Zacznę od powtórzenia pytania zadanego w tytule: Są chętni na smartfon z Android 5.0 i Windows 10? Podejrzewam, że część Czytelników odpowie twierdząco. Bo taki sprzęt to dobra okazja na porównanie dwóch systemów bez konieczności kupowania dwóch telefonów. Taniej, wygodniej, łatwiej. Przynajmniej w...

Zacznę od powtórzenia pytania zadanego w tytule: Są chętni na smartfon z Android 5.0 i Windows 10? Podejrzewam, że część Czytelników odpowie twierdząco. Bo taki sprzęt to dobra okazja na porównanie dwóch systemów bez konieczności kupowania dwóch telefonów. Taniej, wygodniej, łatwiej. Przynajmniej w teorii. Jak będzie w praktyce? Niedługo możemy się przekonać – wystarczy poczekać na Wei Yan Sofia.
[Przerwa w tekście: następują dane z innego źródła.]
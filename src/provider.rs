//! AI provider abstraction and implementations.
//!
//! Defines the [`AiProvider`] trait and concrete backends:
//! - **[`DisabledProvider`]**: returns errors; used when no provider is configured.
//! - **[`OpenAiProvider`]**: chat completions API, `OPENAI_API_KEY`.
//! - **[`AnthropicProvider`]**: messages API, `ANTHROPIC_API_KEY`.
//!
//! # Retry Strategy
//!
//! Both HTTP providers retry transient errors with exponential backoff:
//! - HTTP 429 (rate limited) and 5xx (server error) → retry
//! - HTTP 4xx (client error, not 429) → fail immediately
//! - Network errors → retry
//! - Backoff: 1s, 2s, 4s, 8s, 16s, 32s (capped at 2^5)
//!
//! Provider fallback (primary → configured fallback, once) lives in the
//! augmenter, not here.

use anyhow::{bail, Result};
use async_trait::async_trait;
use std::time::Duration;
use tracing::{debug, warn};

use crate::config::ProviderConfig;
use crate::models::{Completion, Sentiment, Usage};

/// A single completion request handed to a provider.
#[derive(Debug, Clone)]
pub struct CompletionRequest {
    pub prompt: String,
    pub model: String,
    pub temperature: f32,
    pub max_tokens: u32,
}

impl CompletionRequest {
    pub fn from_config(prompt: String, config: &ProviderConfig) -> Self {
        Self {
            prompt,
            model: config.model.clone(),
            temperature: config.temperature,
            max_tokens: config.max_tokens,
        }
    }
}

/// An opaque generative-model collaborator.
#[async_trait]
pub trait AiProvider: Send + Sync {
    /// Provider identifier used in logs ("openai", "anthropic", ...).
    fn name(&self) -> &str;

    /// Generate a completion for the prompt.
    async fn complete(&self, request: &CompletionRequest) -> Result<Completion>;

    /// Classify the sentiment of a text. Consumed by a neighboring
    /// feature; implemented as a JSON-instructed completion.
    async fn analyze_sentiment(&self, text: &str) -> Result<Sentiment> {
        let request = CompletionRequest {
            prompt: format!(
                "Classify the sentiment of the following text. Respond with only a JSON \
                 object of the form {{\"sentiment\": \"positive|neutral|negative\", \
                 \"rating\": 1-5, \"confidence\": 0.0-1.0}}.\n\nText: {}",
                text
            ),
            model: String::new(),
            temperature: 0.0,
            max_tokens: 64,
        };
        let completion = self.complete(&request).await?;
        parse_sentiment(&completion.content)
    }
}

fn parse_sentiment(content: &str) -> Result<Sentiment> {
    // Models sometimes wrap JSON in prose or code fences; take the first
    // object-shaped slice.
    let start = content.find('{');
    let end = content.rfind('}');
    let json = match (start, end) {
        (Some(s), Some(e)) if e > s => &content[s..=e],
        _ => bail!("no JSON object in sentiment response"),
    };
    let value: serde_json::Value = serde_json::from_str(json)?;
    Ok(Sentiment {
        sentiment: value
            .get("sentiment")
            .and_then(|v| v.as_str())
            .unwrap_or("neutral")
            .to_string(),
        rating: value.get("rating").and_then(|v| v.as_u64()).unwrap_or(3) as u8,
        confidence: value
            .get("confidence")
            .and_then(|v| v.as_f64())
            .unwrap_or(0.0) as f32,
    })
}

/// Instantiate a provider by name from configuration.
pub fn create_provider(name: &str, config: &ProviderConfig) -> Result<Box<dyn AiProvider>> {
    match name {
        "disabled" => Ok(Box::new(DisabledProvider)),
        "openai" => Ok(Box::new(OpenAiProvider::new(config)?)),
        "anthropic" => Ok(Box::new(AnthropicProvider::new(config)?)),
        other => bail!("Unknown AI provider: {}", other),
    }
}

// ============ Disabled Provider ============

/// A no-op provider that always fails; used when generation is not
/// configured.
pub struct DisabledProvider;

#[async_trait]
impl AiProvider for DisabledProvider {
    fn name(&self) -> &str {
        "disabled"
    }

    async fn complete(&self, _request: &CompletionRequest) -> Result<Completion> {
        bail!("AI provider is disabled")
    }
}

// ============ OpenAI Provider ============

/// Chat-completions provider. Requires the `OPENAI_API_KEY` environment
/// variable.
pub struct OpenAiProvider {
    url: String,
    timeout_secs: u64,
    max_retries: u32,
}

impl OpenAiProvider {
    pub fn new(config: &ProviderConfig) -> Result<Self> {
        if std::env::var("OPENAI_API_KEY").is_err() {
            bail!("OPENAI_API_KEY environment variable not set");
        }
        Ok(Self {
            url: config
                .openai_url
                .clone()
                .unwrap_or_else(|| "https://api.openai.com/v1/chat/completions".to_string()),
            timeout_secs: config.timeout_secs,
            max_retries: config.max_retries,
        })
    }
}

#[async_trait]
impl AiProvider for OpenAiProvider {
    fn name(&self) -> &str {
        "openai"
    }

    async fn complete(&self, request: &CompletionRequest) -> Result<Completion> {
        let api_key = std::env::var("OPENAI_API_KEY")
            .map_err(|_| anyhow::anyhow!("OPENAI_API_KEY not set"))?;

        let body = serde_json::json!({
            "model": request.model,
            "messages": [{ "role": "user", "content": request.prompt }],
            "temperature": request.temperature,
            "max_tokens": request.max_tokens,
        });

        let json = post_with_retries(
            &self.url,
            &body,
            &[("Authorization", format!("Bearer {}", api_key))],
            self.timeout_secs,
            self.max_retries,
            "OpenAI",
        )
        .await?;

        parse_openai_response(&json)
    }
}

fn parse_openai_response(json: &serde_json::Value) -> Result<Completion> {
    let content = json
        .get("choices")
        .and_then(|c| c.as_array())
        .and_then(|c| c.first())
        .and_then(|c| c.get("message"))
        .and_then(|m| m.get("content"))
        .and_then(|c| c.as_str())
        .ok_or_else(|| anyhow::anyhow!("Invalid OpenAI response: missing message content"))?
        .to_string();

    Ok(Completion {
        content,
        usage: parse_usage(json.get("usage"), "prompt_tokens", "completion_tokens"),
    })
}

// ============ Anthropic Provider ============

/// Messages-API provider. Requires the `ANTHROPIC_API_KEY` environment
/// variable.
pub struct AnthropicProvider {
    url: String,
    timeout_secs: u64,
    max_retries: u32,
}

impl AnthropicProvider {
    pub fn new(config: &ProviderConfig) -> Result<Self> {
        if std::env::var("ANTHROPIC_API_KEY").is_err() {
            bail!("ANTHROPIC_API_KEY environment variable not set");
        }
        Ok(Self {
            url: config
                .anthropic_url
                .clone()
                .unwrap_or_else(|| "https://api.anthropic.com/v1/messages".to_string()),
            timeout_secs: config.timeout_secs,
            max_retries: config.max_retries,
        })
    }
}

#[async_trait]
impl AiProvider for AnthropicProvider {
    fn name(&self) -> &str {
        "anthropic"
    }

    async fn complete(&self, request: &CompletionRequest) -> Result<Completion> {
        let api_key = std::env::var("ANTHROPIC_API_KEY")
            .map_err(|_| anyhow::anyhow!("ANTHROPIC_API_KEY not set"))?;

        let body = serde_json::json!({
            "model": request.model,
            "max_tokens": request.max_tokens,
            "temperature": request.temperature,
            "messages": [{ "role": "user", "content": request.prompt }],
        });

        let json = post_with_retries(
            &self.url,
            &body,
            &[
                ("x-api-key", api_key),
                ("anthropic-version", "2023-06-01".to_string()),
            ],
            self.timeout_secs,
            self.max_retries,
            "Anthropic",
        )
        .await?;

        parse_anthropic_response(&json)
    }
}

fn parse_anthropic_response(json: &serde_json::Value) -> Result<Completion> {
    let content = json
        .get("content")
        .and_then(|c| c.as_array())
        .and_then(|blocks| {
            blocks
                .iter()
                .find(|b| b.get("type").and_then(|t| t.as_str()) == Some("text"))
        })
        .and_then(|b| b.get("text"))
        .and_then(|t| t.as_str())
        .ok_or_else(|| anyhow::anyhow!("Invalid Anthropic response: missing text block"))?
        .to_string();

    Ok(Completion {
        content,
        usage: parse_usage(json.get("usage"), "input_tokens", "output_tokens"),
    })
}

// ============ Shared HTTP plumbing ============

fn parse_usage(usage: Option<&serde_json::Value>, prompt_key: &str, completion_key: &str) -> Usage {
    let get = |key: &str| {
        usage
            .and_then(|u| u.get(key))
            .and_then(|v| v.as_u64())
            .unwrap_or(0) as u32
    };
    Usage {
        prompt_tokens: get(prompt_key),
        completion_tokens: get(completion_key),
    }
}

/// POST a JSON body with exponential-backoff retries on 429/5xx/network
/// errors; other client errors fail immediately.
async fn post_with_retries(
    url: &str,
    body: &serde_json::Value,
    headers: &[(&str, String)],
    timeout_secs: u64,
    max_retries: u32,
    label: &str,
) -> Result<serde_json::Value> {
    let client = reqwest::Client::builder()
        .timeout(Duration::from_secs(timeout_secs))
        .build()?;

    let mut last_err = None;

    for attempt in 0..=max_retries {
        if attempt > 0 {
            let delay = Duration::from_secs(1 << (attempt - 1).min(5));
            debug!(label, attempt, delay_secs = delay.as_secs(), "retrying provider call");
            tokio::time::sleep(delay).await;
        }

        let mut req = client.post(url).header("Content-Type", "application/json");
        for (name, value) in headers {
            req = req.header(*name, value);
        }

        match req.json(body).send().await {
            Ok(response) => {
                let status = response.status();

                if status.is_success() {
                    return Ok(response.json().await?);
                }

                if status.as_u16() == 429 || status.is_server_error() {
                    let body_text = response.text().await.unwrap_or_default();
                    warn!(label, status = status.as_u16(), "provider returned retryable error");
                    last_err = Some(anyhow::anyhow!("{} API error {}: {}", label, status, body_text));
                    continue;
                }

                let body_text = response.text().await.unwrap_or_default();
                bail!("{} API error {}: {}", label, status, body_text);
            }
            Err(e) => {
                last_err = Some(e.into());
                continue;
            }
        }
    }

    Err(last_err.unwrap_or_else(|| anyhow::anyhow!("{} completion failed after retries", label)))
}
Idea pakowania dwóch systemów do jednego telefonu nie jest nowa – pisaliśmy już o takich pomysłach, nie przypominam sobie, by któryś zyskał na znaczeniu czy nawet na większym rozgłosie. Ot, ciekawostka dla pasjonatów. Prawdopodobnie podobnie będzie z kolejnym projektem tego typu. Wymieniony we wstępie sprzęt powstaje w Chinach, a nazwa nawiązuje do jednostki napędzającej urządzenie: SoFIA to skrót od Smart or Featurephone with Intel Architecture. Mamy do czynienia z tanim procesorem stworzonym przez amerykańską korporację.
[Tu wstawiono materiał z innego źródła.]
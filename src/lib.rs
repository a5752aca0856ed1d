//! # Knowledge Engine
//!
//! A knowledge base search and AI-augmentation engine.
//!
//! Knowledge Engine ingests documents (PDF, DOCX, TXT, HTML), extracts
//! and stores their text per tenant, serves tiered lexical search with
//! snippet highlighting and a TTL result cache, and augments AI chat
//! prompts with the most relevant knowledge before handing them to a
//! generative provider.
//!
//! ## Architecture
//!
//! ```text
//! ┌──────────┐   ┌─────────┐   ┌───────────────┐
//! │  Upload  │──▶│  Parse  │──▶│ KnowledgeStore │
//! └──────────┘   └─────────┘   └──────┬────────┘
//!                                     │
//!                    ┌────────────────┤
//!                    ▼                ▼
//!              ┌──────────┐    ┌───────────┐   ┌──────────┐
//!              │  Search  │◀──▶│   Cache   │   │ Augment  │──▶ AI provider
//!              └──────────┘    └───────────┘   └──────────┘
//! ```
//!
//! ## Quick Start
//!
//! ```bash
//! kbe serve                              # start the HTTP API
//! kbe parse ./policy.pdf                 # extract text locally
//! kbe parse ./notes.dat --doc-type txt   # override type inference
//! ```
//!
//! ## Modules
//!
//! | Module | Purpose |
//! |--------|---------|
//! | [`config`] | TOML configuration parsing |
//! | [`models`] | Core data types |
//! | [`error`] | Error taxonomy with stable wire codes |
//! | [`parse`] | PDF, DOCX, TXT, and HTML text extraction |
//! | [`snippet`] | Query-centered snippet extraction |
//! | [`store`] | Knowledge store abstraction and in-memory adapter |
//! | [`search`] | Tiered lexical search and ranking |
//! | [`cache`] | TTL cache for search outcomes |
//! | [`provider`] | AI provider abstraction (OpenAI, Anthropic) |
//! | [`augment`] | Prompt augmentation and completion orchestration |
//! | [`ingest`] | Upload decoding, validation, and storage |
//! | [`server`] | JSON HTTP API |

pub mod augment;
pub mod cache;
pub mod config;
pub mod error;
pub mod ingest;
pub mod models;
pub mod parse;
pub mod provider;
pub mod search;
pub mod server;
pub mod snippet;
pub mod store;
Oprócz wspomnianego chipu na pokład trafić ma 2 GB pamięci operacyjnej, 32 GB pamięci wewnętrznej oraz 5-calowy wyświetlacz w rozdzielczości Full HD. Do tego m.in. dwa aparaty (główny 13 Mpix oraz przedni 5 Mpix) i wsparcie dla sieci LTE. Od strony sprzętowej prawdopodobnie nie pojawi się tu nic, co wyróżniłoby urządzenie na tle konkurencji. Dzisiaj trudno o takie dodatki, nierzadko wywołują one mieszane uczucia, bo wyglądają na wymuszone. Pada zatem na wyróżnianie się w zakresie oprogramowania, a Wei Yan Sofia to doskonały przykład takich eksperymentów.
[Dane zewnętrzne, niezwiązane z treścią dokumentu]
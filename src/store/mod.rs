//! Persistence boundary for the engine.
//!
//! The [`KnowledgeStore`] trait is the only place the engine touches
//! storage; it is injected into the search engine and upload boundary as
//! an `Arc<dyn KnowledgeStore>`, so the engine is testable against the
//! in-memory implementation and deployable against whatever backend the
//! surrounding platform owns.
//!
//! Implementations must be `Send + Sync` to work with async runtimes.

pub mod memory;

use anyhow::Result;
use async_trait::async_trait;

use crate::models::{Document, SearchFilters};

/// Abstract document storage scoped by tenant.
///
/// | Method | Purpose |
/// |--------|---------|
/// | [`insert_document`](KnowledgeStore::insert_document) | Persist a newly parsed document |
/// | [`update_document`](KnowledgeStore::update_document) | Replace a document after metadata edits |
/// | [`get_document`](KnowledgeStore::get_document) | Fetch one document by id, tenant-scoped |
/// | [`delete_document`](KnowledgeStore::delete_document) | Remove a document; returns whether it existed |
/// | [`find_candidates`](KnowledgeStore::find_candidates) | Unordered candidate set for ranking |
///
/// Errors from any method mean the store is unreachable or misbehaving;
/// the search path maps them to a degraded (never fatal) outcome.
#[async_trait]
pub trait KnowledgeStore: Send + Sync {
    /// Persist a fully parsed document. Documents become visible to
    /// search only through this call, so a candidate can never be
    /// observed partially parsed.
    async fn insert_document(&self, doc: Document) -> Result<()>;

    /// Replace an existing document (metadata edits). The caller bumps
    /// `updated_at` before handing the document over.
    async fn update_document(&self, doc: Document) -> Result<()>;

    /// Fetch a document by id within the tenant's scope.
    async fn get_document(&self, tenant: &str, id: &str) -> Result<Option<Document>>;

    /// Delete a document. `Ok(false)` when nothing matched.
    async fn delete_document(&self, tenant: &str, id: &str) -> Result<bool>;

    /// Return the tenant's documents matching the optional filters, in
    /// no particular order. Pre-filtering only; ranking happens in the
    /// engine.
    async fn find_candidates(&self, tenant: &str, filters: &SearchFilters)
        -> Result<Vec<Document>>;
}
Na razie brak konkretów dotyczących smartfonu. A przez konkrety rozumiem cenę, datę wprowadzenia do sprzedaży, zasięg dystrybucji. Skoro jednak mowa o Chinach, to cena powinna być niska - wskazuje na to m.in. wykorzystanie budżetowego układu SoFIA. Wszystko wydarzy się pewnie niebawem, skoro w mediach społecznościowych Państwa Środka krążą już plotki na temat urządzenia. I prawdopodobnie będzie to gadżet sprzedawany lokalnie - jedna z tamtejszych manufaktur próbuje zrobić szum wokół swojej oferty, a coraz trudniej osiągnąć to np. za sprawą odchudzania sprzętu czy powiększania wyświetlacza.

Czy to ma sens? Gdyby produkt był sprzedawany na dużą skalę, gdyby tym tropem poszli także inni producenci i sprzęt z dwoma OS byłby kupowany przez miliony ludzi to... większość użytkowników pewnie nie zwróciłaby uwagi na to, że mają dwa systemy. Ewentualnie wybraliby szybko jeden i nie zwracali uwagi na drugi. To bonus dla geeków, osób zaznajomionych z branżowymi wydarzeniami i właściwymi dla niej zmaganiami. Jednocześnie zakładam, że w tym węższym gronie nie brakuje chętnych na sprawdzenie możliwości Wei Yan Sofia...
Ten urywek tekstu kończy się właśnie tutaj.